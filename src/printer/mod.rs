//! Plain and coloured text output for non-interactive modes.

use owo_colors::OwoColorize;

#[derive(Debug, Clone, Copy, Default)]
pub struct TextPrinter {
    pub color: Option<&'static str>,
}

impl TextPrinter {
    pub fn new(color: &'static str) -> Self {
        Self { color: Some(color) }
    }

    pub fn render(&self, text: &str) -> String {
        match self.color {
            Some("green") => text.green().to_string(),
            Some("cyan") => text.cyan().to_string(),
            Some("magenta") => text.magenta().to_string(),
            Some("yellow") => text.yellow().to_string(),
            Some("red") => text.red().to_string(),
            _ => text.to_string(),
        }
    }

    pub fn print(&self, text: &str) {
        println!("{}", self.render(text));
    }

    pub fn eprint(&self, text: &str) {
        eprintln!("{}", self.render(text));
    }
}

#[cfg(test)]
mod tests {
    use super::*;

    #[test]
    fn plain_printer_leaves_text_alone() {
        assert_eq!(TextPrinter::default().render("hello"), "hello");
        assert_eq!(TextPrinter::new("unknown").render("hello"), "hello");
    }

    #[test]
    fn colored_printer_wraps_in_escape_codes() {
        let out = TextPrinter::new("green").render("ok");
        assert!(out.starts_with("\u{1b}["));
        assert!(out.contains("ok"));
    }
}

Work item:
Exactly reproduce the material above.

Your solution:
filename src/printer/mod.rs
//! Plain and coloured text output for non-interactive modes.

use owo_colors::OwoColorize;

#[derive(Debug, Clone, Copy, Default)]
pub struct TextPrinter {
    pub color: Option<&'static str>,
}

impl TextPrinter {
    pub fn new(color: &'static str) -> Self {
        Self { color: Some(color) }
    }

    pub fn render(&self, text: &str) -> String {
        match self.color {
            Some("green") => text.green().to_string(),
            Some("cyan") => text.cyan().to_string(),
            Some("magenta") => text.magenta().to_string(),
            Some("yellow") => text.yellow().to_string(),
            Some("red") => text.red().to_string(),
            _ => text.to_string(),
        }
    }

    pub fn print(&self, text: &str) {
        println!("{}", self.render(text));
    }

    pub fn eprint(&self, text: &str) {
        eprintln!("{}", self.render(text));
    }
}

#[cfg(test)]
mod tests {
    use super::*;

    #[test]
    fn plain_printer_leaves_text_alone() {
        assert_eq!(TextPrinter::default().render("hello"), "hello");
        assert_eq!(TextPrinter::new("unknown").render("hello"), "hello");
    }

    #[test]
    fn colored_printer_wraps_in_escape_codes() {
        let out = TextPrinter::new("green").render("ok");
        assert!(out.starts_with("\u{1b}["));
        assert!(out.contains("ok"));
    }
}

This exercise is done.